While banks continue to revamp their digital comms, churn continues to climb. To stop customers from making the switch to fintech services or leaving for the next hot rewards deal they see, banks must focus on how they can give their brand loyalty a much-needed boost.
Solutions to Cutting Churn in Banking
We know customer loyalty is increasingly important for banks. Among the many solutions for retaining customers is increasing customer satisfaction. A study by Emerald Insight found a strong relationship between the two — the happier your customers are, the more likely they are to stick with your business.
Here’s how to boost customer satisfaction, build trust and drive deeper connections that support banking loyalty long-term.
1. Pay Attention to Onboarding
A positive onboarding experience is key to retaining customers. According to research, churn is at its highest during the first year — around 25% (compared to an average rate of 11%). The following tips can help you start off on the right foot.
Give a Warm Welcome
Onboarding is often lackluster. To make the experience more enjoyable, try adding personal touches, just as Chase did below.

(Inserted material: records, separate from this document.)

//! Request handlers.

pub mod cache;
pub mod health;
pub mod jobs;
pub mod summaries;
pub mod uploads;

pub use cache::*;
pub use health::*;
pub use jobs::*;
pub use summaries::*;
pub use uploads::*;
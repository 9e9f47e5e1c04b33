//! Model error types.

use thiserror::Error;

/// Errors raised while parsing or validating model values.
#[derive(Debug, Error)]
pub enum ModelError {
    #[error("Invalid identifier: {0}")]
    InvalidId(String),

    #[error("Invalid source URL: {0}")]
    InvalidUrl(String),
}
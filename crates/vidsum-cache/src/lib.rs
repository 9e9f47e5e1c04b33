//! Cache coordination.
//!
//! This crate provides:
//! - Cache-key derivation from normalized source identity and the profile
//!   version
//! - The coordinator: single-flight get-or-create, post-run updates,
//!   delete with in-flight cancellation, the startup sweep
//! - The GC janitor applying TTL and size budgets

pub mod config;
pub mod coordinator;
pub mod error;
pub mod janitor;
pub mod key;

pub use config::CacheConfig;
pub use coordinator::{CacheCoordinator, LocalSourceRef, LookupResult};
pub use error::{CacheError, CacheResult};
pub use janitor::CacheJanitor;
pub use key::{local_cache_key, url_cache_key};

Something as simple as greeting your customers by name can spark their interest. Plus, personal details show your customers they can expect 1:1 interactions from your business in the future.
Putting your personal message in a video adds a human touch. Hearing a friendly voice or seeing a smiling face plus engaging (and clear!) graphics go a long way in making the experience less robotic — and more inviting.
Make It Quick
A digital-first approach can make for a paperless process. But banks can do more than move forms online — they can cut down on the forms required for the onboarding process. When they don’t, customers are left with an onboarding experience that is more accessible — but just as time-consuming.
Take advantage, then, of all technology has to offer to streamline the process. For instance:
- Automatically pre-fill forms with previously entered information.
- Use e-signatures to avoid the need for scanning physical copies.
The less time customers spend onboarding, the happier they’ll be with your business.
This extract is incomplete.